È tornato ristretto in carcere ad Opera, a Milano, Rosario Giugliano detto “’o minorenne”, killer del clan Galasso di Poggiomarino e che di recente si era riaffacciato nella sua città natale grazie ad alcuni permessi premio. Il 55enne legato a doppio filo a quella che fu una delle più cruente cosche dell’area vesuviana ha violato le prescrizioni della semilibertà, e nei mesi scorsi il tribunale di sorveglianza lombardo ha tolto i benefici all’esponente della vecchia camorra.

Ad incastrare quello che fu una delle “bocche di fuoco” del boss Galasso è stato il comandante della stazione dei carabinieri di Poggiomarino, il maresciallo Andrea Manzo, che pedinò per settimane Giugliano fino a trovarlo in compagnia di alcuni pregiudicati dell’area agrovesuviana.

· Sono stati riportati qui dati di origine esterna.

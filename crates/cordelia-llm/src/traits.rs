//! Capability interfaces consumed by the admissibility gate
//!
//! The gate never talks to a concrete backend: it holds `Arc<dyn Generator>`
//! and `Arc<dyn Validator>` handed to it at construction time. Both share
//! the [`Lifecycle`] contract so the server can bring them up and down
//! explicitly instead of on first use.

use crate::LlmError;
use async_trait::async_trait;
use cordelia_domain::Trajectory;

/// A candidate produced by a [`Generator`]
#[derive(Debug, Clone, PartialEq)]
pub struct Proposal {
    /// The states the prompt passed through
    pub trajectory: Trajectory,
    /// The candidate output text
    pub output: String,
}

impl Proposal {
    /// True when there is nothing to score or release
    pub fn is_empty(&self) -> bool {
        self.trajectory.is_empty() || self.output.trim().is_empty()
    }
}

/// Explicit lifecycle for an external capability
#[async_trait]
pub trait Lifecycle: Send + Sync {
    /// Stable identity reported in responses and logs
    fn identity(&self) -> &str;

    /// Bring the capability up (probe the backend, warm connections)
    async fn initialize(&self) -> Result<(), LlmError>;

    /// Whether the capability can currently serve calls
    fn is_ready(&self) -> bool;

    /// Release resources; afterwards `is_ready` returns false
    async fn shutdown(&self);
}

/// Proposes a candidate trajectory and output from a prompt
#[async_trait]
pub trait Generator: Lifecycle {
    /// Propose a candidate for `prompt`
    async fn propose(&self, prompt: &str) -> Result<Proposal, LlmError>;
}

/// Independently reviews a redacted summary of a candidate
///
/// Returns the raw reply; the gatekeeper owns parsing so that every
/// backend is held to the same strict schema.
#[async_trait]
pub trait Validator: Lifecycle {
    /// Review `summary` and return the backend's verbatim reply
    async fn review(&self, summary: &str) -> Result<String, LlmError>;
}

#[cfg(test)]
mod tests {
    use super::*;

    #[test]
    fn test_empty_proposal() {
        let proposal = Proposal {
            trajectory: Trajectory::empty(),
            output: "text".to_string(),
        };
        assert!(proposal.is_empty());

        let proposal = Proposal {
            trajectory: Trajectory::from_prompt("x"),
            output: "   ".to_string(),
        };
        assert!(proposal.is_empty());

        let proposal = Proposal {
            trajectory: Trajectory::from_prompt("x"),
            output: "text".to_string(),
        };
        assert!(!proposal.is_empty());
    }
}
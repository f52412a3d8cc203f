//! Cordelia Server
//!
//! HTTP front end for the admissibility gate. Builds the gate from
//! [`ServerConfig`], brings its capabilities up, serves the axum router and
//! shuts the capabilities down again on Ctrl+C.

#![warn(missing_docs)]

pub mod config;
pub mod handlers;

use config::{ConfigError, GeneratorBackend, ServerConfig, ValidatorBackend};
use cordelia_gatekeeper::{AdmissibilityGate, AuthGate, GatekeeperError, RateLimiter};
use cordelia_llm::{Generator, Lifecycle, OllamaProvider, OllamaRole, StubNavigator, Validator};
use handlers::{create_router, AppState, VERSION};
use std::sync::Arc;
use tokio::net::TcpListener;
use tracing::{info, warn};
use tracing_subscriber::EnvFilter;

/// Server error
#[derive(Debug, thiserror::Error)]
pub enum ServerError {
    /// Configuration error
    #[error("Configuration error: {0}")]
    Config(#[from] ConfigError),

    /// Gate assembly error
    #[error("Gate error: {0}")]
    Gate(#[from] GatekeeperError),

    /// Server binding error
    #[error("Failed to bind server: {0}")]
    Bind(#[from] std::io::Error),

    /// Server error
    #[error("Server error: {0}")]
    Server(String),
}

/// Assemble the gate and its capabilities from configuration
///
/// Capabilities are created but not initialized.
pub fn build_gate(config: &ServerConfig) -> Result<AdmissibilityGate, ServerError> {
    config.validate()?;

    let backends = &config.backends;
    let generator: Arc<dyn Generator> = match backends.generator {
        GeneratorBackend::Stub => Arc::new(StubNavigator::new()),
        GeneratorBackend::Ollama => Arc::new(OllamaProvider::new(
            backends.ollama_endpoint.as_str(),
            backends.navigator_model.as_str(),
            OllamaRole::Navigator,
        )),
    };

    let validator: Option<Arc<dyn Validator>> = match backends.validator {
        ValidatorBackend::None => None,
        ValidatorBackend::Ollama => Some(Arc::new(OllamaProvider::new(
            backends.ollama_endpoint.as_str(),
            backends.arbiter_model.as_str(),
            OllamaRole::Arbiter,
        ))),
    };

    let auth = match &config.architect_key {
        Some(key) => AuthGate::new(key.as_str()),
        None => AuthGate::unconfigured(),
    };

    let limiter = Arc::new(RateLimiter::from_config(&config.gate));

    Ok(AdmissibilityGate::new(
        config.gate.clone(),
        auth,
        limiter,
        generator,
        validator,
    )?)
}

/// Start the gate HTTP server
///
/// Initializes tracing, builds the gate, initializes its capabilities and
/// serves until Ctrl+C.
pub async fn start_server(config: ServerConfig) -> Result<(), ServerError> {
    init_tracing();

    info!("Starting Cordelia admissibility gate v{}", VERSION);
    info!("Bind address: {}", config.bind_addr());
    info!(
        "Rate limit: {} requests per {} seconds (process-local, not shared across processes)",
        config.gate.rate_limit_count, config.gate.rate_limit_period_secs
    );
    info!("Max prompt length: {} characters", config.gate.max_prompt_length);
    info!("Scoring mode: {}", config.gate.scoring_mode.as_str());

    if !config.has_architect_key() {
        warn!("ARCHITECT_KEY is not set; every /sentinel request will fail with 500");
    }

    let gate = Arc::new(build_gate(&config)?);

    // A capability that fails to come up leaves the gate failing closed
    if let Err(e) = gate.initialize().await {
        warn!("Capability initialization failed: {}", e);
    }
    info!("Navigator: {}", gate.generator().identity());
    info!("Arbiter: {}", gate.arbiter_identity());

    let app = create_router(AppState::new(Arc::clone(&gate)));

    let listener = TcpListener::bind(&config.bind_addr()).await?;
    info!("Gate listening on {}", config.bind_addr());

    let served = axum::serve(listener, app)
        .with_graceful_shutdown(shutdown_signal())
        .await
        .map_err(|e| ServerError::Server(e.to_string()));

    gate.shutdown().await;
    info!("Capabilities shut down");

    served
}

/// Install the global subscriber; `RUST_LOG` overrides the `info` default
fn init_tracing() {
    let filter = EnvFilter::try_from_default_env().unwrap_or_else(|_| EnvFilter::new("info"));
    // Already installed when embedded in a process that set its own
    let _ = tracing_subscriber::fmt().with_env_filter(filter).try_init();
}

async fn shutdown_signal() {
    match tokio::signal::ctrl_c().await {
        Ok(()) => info!("Shutdown signal received, stopping gate"),
        Err(e) => warn!("Failed to listen for shutdown signal: {}", e),
    }
}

Il “minorenne”, infatti, ha avuto a lungo l’opportunità di uscire dal penitenziario meneghino alle 8 del mattino per poi rientrare alle 23, periodo in cui è riuscito anche ad ottenere dei permessi-premio di determinati giorni, periodi in cui il 55enne era solito tornare a Poggiomarino ed in altre località limitrofe dove aveva i suoi affetti.

Era l’inverno, tuttavia, quando i militari dell’Arma di Poggiomarino notarono alcuni movimenti strani nella zona del cimitero. Il comandante della stazione scese in strada in prima persona e durante un’operazione riuscì a cogliere sul fatto il ras dei Galasso: Giugliano, infatti, si intratteneva in un terreno con alcune persone pregiudicate, violando in questo modo la misura alternativa di detenzione di cui era stato beneficiario, un “summit” in quel di Poggiomarino a cui stavano partecipando anche due noti imprenditori locali incensurati ed estranei però ad ogni fatto.

Il maresciallo Manzo indentificò il “minorenne” e gli individui in sua compagnia, dopo di cui inviò una lunga relazione al tribunale di sorveglianza di Milano, che alcuni mesi dopo ha rivisto le esigenze cautelari a carico del killer. In questo momento, dunque, Giugliano si trova nella casa circondariale di Opera senza più la possibilità di uscire dopo avere scontato già sedici anni di carcere per i fatti di camorra risalenti agli anni Ottanta e nel decennio precedente. In totale Giugliano deve un conto alla giustizia di 25 anni e 4 mesi. Insomma, senza altri pronunciamenti resterà in cella fino al 2025. Quella del “minorenne” è una figura molto nota – quasi “leggendaria” – a Poggiomarino e non solo.

Innanzitutto il suo soprannome viene dal fatto che entrò nelle fila dei Galasso davvero giovanissimo, prima appunto di compiere 18 anni. Il killer è anche noto per avere pubblicato una sorta di “memorie”, facilmente reperibile su internet, in cui racconta la sua storia e la sua ascesa nel clan. Ed in quelle frasi tiene a precisare che non si è mai pentito, bensì semplicemente dissociato dai Galasso di Poggiomarino.